## [Problem details]
The records should be written out in full, with nothing altered.

*** Opening Record excerpts ***

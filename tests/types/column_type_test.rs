use quarry::model::ColumnType;
use quarry::types::{decode_double, encode_double, ColumnTypeInfo, DbValue, NonFiniteTag, TypeError};

#[test]
fn test_every_type_has_a_physical_type() {
    for column_type in ColumnType::ALL {
        let info = ColumnTypeInfo::for_type(column_type);
        let size = info.requires_size().then_some(10);
        let sql = info.to_physical_type(size, None).unwrap();
        assert!(sql.ends_with("DEFAULT NULL"), "{:?}: {}", column_type, sql);
    }
}

#[test]
fn test_string_and_link_require_size() {
    for column_type in [ColumnType::String, ColumnType::Link] {
        let info = ColumnTypeInfo::for_type(column_type);
        assert_eq!(
            info.to_physical_type(None, None),
            Err(TypeError::MissingSize(column_type))
        );
    }
}

#[test]
fn test_string_physical_type_has_charset() {
    let info = ColumnTypeInfo::for_type(ColumnType::String);
    assert_eq!(
        info.to_physical_type(Some(50), None).unwrap(),
        "VARCHAR(50) CHARACTER SET utf8mb4 COLLATE utf8mb4_0900_ai_ci DEFAULT NULL"
    );
}

#[test]
fn test_default_cannot_inject() {
    let info = ColumnTypeInfo::for_type(ColumnType::Integer);
    assert!(matches!(
        info.to_physical_type(None, Some("1; DROP TABLE T1")),
        Err(TypeError::InvalidDefault { .. })
    ));

    let info = ColumnTypeInfo::for_type(ColumnType::String);
    let sql = info.to_physical_type(Some(30), Some("x'; DROP TABLE T1; --")).unwrap();
    assert!(sql.ends_with("DEFAULT 'x''; DROP TABLE T1; --'"), "{}", sql);
}

#[test]
fn test_parse_for_write() {
    let date = ColumnTypeInfo::for_type(ColumnType::Date);
    assert_eq!(
        date.parse_for_write("2021-01-01", None).unwrap(),
        DbValue::Long(1_609_459_200_000)
    );
    assert_eq!(date.parse_for_write("", None).unwrap(), DbValue::Null);

    let boolean = ColumnTypeInfo::for_type(ColumnType::Boolean);
    assert_eq!(boolean.parse_for_write("TRUE", None).unwrap(), DbValue::Bool(true));
    assert!(boolean.parse_for_write("yes", None).is_err());

    let entity = ColumnTypeInfo::for_type(ColumnType::EntityId);
    assert_eq!(entity.parse_for_write("syn123", None).unwrap(), DbValue::Long(123));

    let text = ColumnTypeInfo::for_type(ColumnType::String);
    assert_eq!(
        text.parse_for_write("abc", Some(2)),
        Err(TypeError::ValueTooLong {
            length: 3,
            max_size: 2
        })
    );
}

#[test]
fn test_parse_for_read() {
    let entity = ColumnTypeInfo::for_type(ColumnType::EntityId);
    assert_eq!(entity.parse_for_read(Some("123")).unwrap(), Some("syn123".to_string()));

    let boolean = ColumnTypeInfo::for_type(ColumnType::Boolean);
    assert_eq!(boolean.parse_for_read(Some("1")).unwrap(), Some("true".to_string()));
    assert_eq!(boolean.parse_for_read(None).unwrap(), None);
}

#[test]
fn test_non_finite_doubles() {
    assert_eq!(encode_double(f64::NAN), (DbValue::Null, Some(NonFiniteTag::NaN)));
    assert_eq!(
        encode_double(f64::INFINITY),
        (DbValue::Double(f64::MAX), Some(NonFiniteTag::Infinity))
    );
    assert_eq!(
        encode_double(f64::NEG_INFINITY),
        (DbValue::Double(f64::MIN), Some(NonFiniteTag::NegativeInfinity))
    );
    assert_eq!(encode_double(1.5), (DbValue::Double(1.5), None));

    assert_eq!(
        decode_double(Some("1.7976931348623157E308"), Some("Infinity")).unwrap(),
        Some("Infinity".to_string())
    );
    assert_eq!(decode_double(None, Some("NaN")).unwrap(), Some("NaN".to_string()));
    assert_eq!(decode_double(None, None).unwrap(), None);
}

/// Write a value, store its rendered bind, and read it back.
fn write_then_read(column_type: ColumnType, input: &str) -> Option<String> {
    let info = ColumnTypeInfo::for_type(column_type);
    let size = info.requires_size().then_some(50);
    let written = info.parse_for_write(input, size).unwrap();
    let stored = |value: &DbValue| (!value.is_null()).then(|| value.to_string());
    match written {
        DbValue::Double(d) => {
            let (value, tag) = encode_double(d);
            decode_double(stored(&value).as_deref(), tag.map(|t| t.as_str())).unwrap()
        }
        other => info.parse_for_read(stored(&other).as_deref()).unwrap(),
    }
}

#[test]
fn test_every_type_round_trips_to_normalized_text() {
    let cases = [
        (ColumnType::String, "it's a string", "it's a string"),
        (ColumnType::Double, "1.50", "1.5"),
        (ColumnType::Integer, " 42 ", "42"),
        (ColumnType::Boolean, "TRUE", "true"),
        (ColumnType::Date, "1970-01-02", "86400000"),
        (ColumnType::FileHandleId, "123", "123"),
        (ColumnType::EntityId, "syn9.2", "syn9"),
        (ColumnType::SubmissionId, "77", "77"),
        (ColumnType::EvaluationId, "88", "88"),
        (ColumnType::Link, "https://example.org/a?b=c", "https://example.org/a?b=c"),
        (ColumnType::LargeText, "line one\nline two", "line one\nline two"),
        (ColumnType::UserId, "3350396", "3350396"),
    ];
    assert_eq!(cases.len(), ColumnType::ALL.len());
    for column_type in ColumnType::ALL {
        let (_, input, expected) = cases
            .iter()
            .find(|(t, _, _)| *t == column_type)
            .unwrap_or_else(|| panic!("no case for {:?}", column_type));
        assert_eq!(
            write_then_read(column_type, input).as_deref(),
            Some(*expected),
            "{:?}",
            column_type
        );
    }
}

#[test]
fn test_non_finite_doubles_round_trip() {
    for (input, expected) in [("nan", "NaN"), ("+inf", "Infinity"), ("-∞", "-Infinity")] {
        assert_eq!(write_then_read(ColumnType::Double, input).as_deref(), Some(expected));
    }
}

#[test]
fn test_empty_value_reads_back_null() {
    for column_type in ColumnType::ALL {
        let info = ColumnTypeInfo::for_type(column_type);
        if info.is_string_type() {
            continue;
        }
        assert_eq!(write_then_read(column_type, ""), None, "{:?}", column_type);
    }
}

*** Closing Record excerpts ***

## [Exercise output]
filename tests/types/column_type_test.rs
use quarry::model::ColumnType;
use quarry::types::{decode_double, encode_double, ColumnTypeInfo, DbValue, NonFiniteTag, TypeError};

#[test]
fn test_every_type_has_a_physical_type() {
    for column_type in ColumnType::ALL {
        let info = ColumnTypeInfo::for_type(column_type);
        let size = info.requires_size().then_some(10);
        let sql = info.to_physical_type(size, None).unwrap();
        assert!(sql.ends_with("DEFAULT NULL"), "{:?}: {}", column_type, sql);
    }
}

#[test]
fn test_string_and_link_require_size() {
    for column_type in [ColumnType::String, ColumnType::Link] {
        let info = ColumnTypeInfo::for_type(column_type);
        assert_eq!(
            info.to_physical_type(None, None),
            Err(TypeError::MissingSize(column_type))
        );
    }
}

#[test]
fn test_string_physical_type_has_charset() {
    let info = ColumnTypeInfo::for_type(ColumnType::String);
    assert_eq!(
        info.to_physical_type(Some(50), None).unwrap(),
        "VARCHAR(50) CHARACTER SET utf8mb4 COLLATE utf8mb4_0900_ai_ci DEFAULT NULL"
    );
}

#[test]
fn test_default_cannot_inject() {
    let info = ColumnTypeInfo::for_type(ColumnType::Integer);
    assert!(matches!(
        info.to_physical_type(None, Some("1; DROP TABLE T1")),
        Err(TypeError::InvalidDefault { .. })
    ));

    let info = ColumnTypeInfo::for_type(ColumnType::String);
    let sql = info.to_physical_type(Some(30), Some("x'; DROP TABLE T1; --")).unwrap();
    assert!(sql.ends_with("DEFAULT 'x''; DROP TABLE T1; --'"), "{}", sql);
}

#[test]
fn test_parse_for_write() {
    let date = ColumnTypeInfo::for_type(ColumnType::Date);
    assert_eq!(
        date.parse_for_write("2021-01-01", None).unwrap(),
        DbValue::Long(1_609_459_200_000)
    );
    assert_eq!(date.parse_for_write("", None).unwrap(), DbValue::Null);

    let boolean = ColumnTypeInfo::for_type(ColumnType::Boolean);
    assert_eq!(boolean.parse_for_write("TRUE", None).unwrap(), DbValue::Bool(true));
    assert!(boolean.parse_for_write("yes", None).is_err());

    let entity = ColumnTypeInfo::for_type(ColumnType::EntityId);
    assert_eq!(entity.parse_for_write("syn123", None).unwrap(), DbValue::Long(123));

    let text = ColumnTypeInfo::for_type(ColumnType::String);
    assert_eq!(
        text.parse_for_write("abc", Some(2)),
        Err(TypeError::ValueTooLong {
            length: 3,
            max_size: 2
        })
    );
}

#[test]
fn test_parse_for_read() {
    let entity = ColumnTypeInfo::for_type(ColumnType::EntityId);
    assert_eq!(entity.parse_for_read(Some("123")).unwrap(), Some("syn123".to_string()));

    let boolean = ColumnTypeInfo::for_type(ColumnType::Boolean);
    assert_eq!(boolean.parse_for_read(Some("1")).unwrap(), Some("true".to_string()));
    assert_eq!(boolean.parse_for_read(None).unwrap(), None);
}

#[test]
fn test_non_finite_doubles() {
    assert_eq!(encode_double(f64::NAN), (DbValue::Null, Some(NonFiniteTag::NaN)));
    assert_eq!(
        encode_double(f64::INFINITY),
        (DbValue::Double(f64::MAX), Some(NonFiniteTag::Infinity))
    );
    assert_eq!(
        encode_double(f64::NEG_INFINITY),
        (DbValue::Double(f64::MIN), Some(NonFiniteTag::NegativeInfinity))
    );
    assert_eq!(encode_double(1.5), (DbValue::Double(1.5), None));

    assert_eq!(
        decode_double(Some("1.7976931348623157E308"), Some("Infinity")).unwrap(),
        Some("Infinity".to_string())
    );
    assert_eq!(decode_double(None, Some("NaN")).unwrap(), Some("NaN".to_string()));
    assert_eq!(decode_double(None, None).unwrap(), None);
}

/// Write a value, store its rendered bind, and read it back.
fn write_then_read(column_type: ColumnType, input: &str) -> Option<String> {
    let info = ColumnTypeInfo::for_type(column_type);
    let size = info.requires_size().then_some(50);
    let written = info.parse_for_write(input, size).unwrap();
    let stored = |value: &DbValue| (!value.is_null()).then(|| value.to_string());
    match written {
        DbValue::Double(d) => {
            let (value, tag) = encode_double(d);
            decode_double(stored(&value).as_deref(), tag.map(|t| t.as_str())).unwrap()
        }
        other => info.parse_for_read(stored(&other).as_deref()).unwrap(),
    }
}

#[test]
fn test_every_type_round_trips_to_normalized_text() {
    let cases = [
        (ColumnType::String, "it's a string", "it's a string"),
        (ColumnType::Double, "1.50", "1.5"),
        (ColumnType::Integer, " 42 ", "42"),
        (ColumnType::Boolean, "TRUE", "true"),
        (ColumnType::Date, "1970-01-02", "86400000"),
        (ColumnType::FileHandleId, "123", "123"),
        (ColumnType::EntityId, "syn9.2", "syn9"),
        (ColumnType::SubmissionId, "77", "77"),
        (ColumnType::EvaluationId, "88", "88"),
        (ColumnType::Link, "https://example.org/a?b=c", "https://example.org/a?b=c"),
        (ColumnType::LargeText, "line one\nline two", "line one\nline two"),
        (ColumnType::UserId, "3350396", "3350396"),
    ];
    assert_eq!(cases.len(), ColumnType::ALL.len());
    for column_type in ColumnType::ALL {
        let (_, input, expected) = cases
            .iter()
            .find(|(t, _, _)| *t == column_type)
            .unwrap_or_else(|| panic!("no case for {:?}", column_type));
        assert_eq!(
            write_then_read(column_type, input).as_deref(),
            Some(*expected),
            "{:?}",
            column_type
        );
    }
}

#[test]
fn test_non_finite_doubles_round_trip() {
    for (input, expected) in [("nan", "NaN"), ("+inf", "Infinity"), ("-∞", "-Infinity")] {
        assert_eq!(write_then_read(ColumnType::Double, input).as_deref(), Some(expected));
    }
}

#[test]
fn test_empty_value_reads_back_null() {
    for column_type in ColumnType::ALL {
        let info = ColumnTypeInfo::for_type(column_type);
        if info.is_string_type() {
            continue;
        }
        assert_eq!(write_then_read(column_type, ""), None, "{:?}", column_type);
    }
}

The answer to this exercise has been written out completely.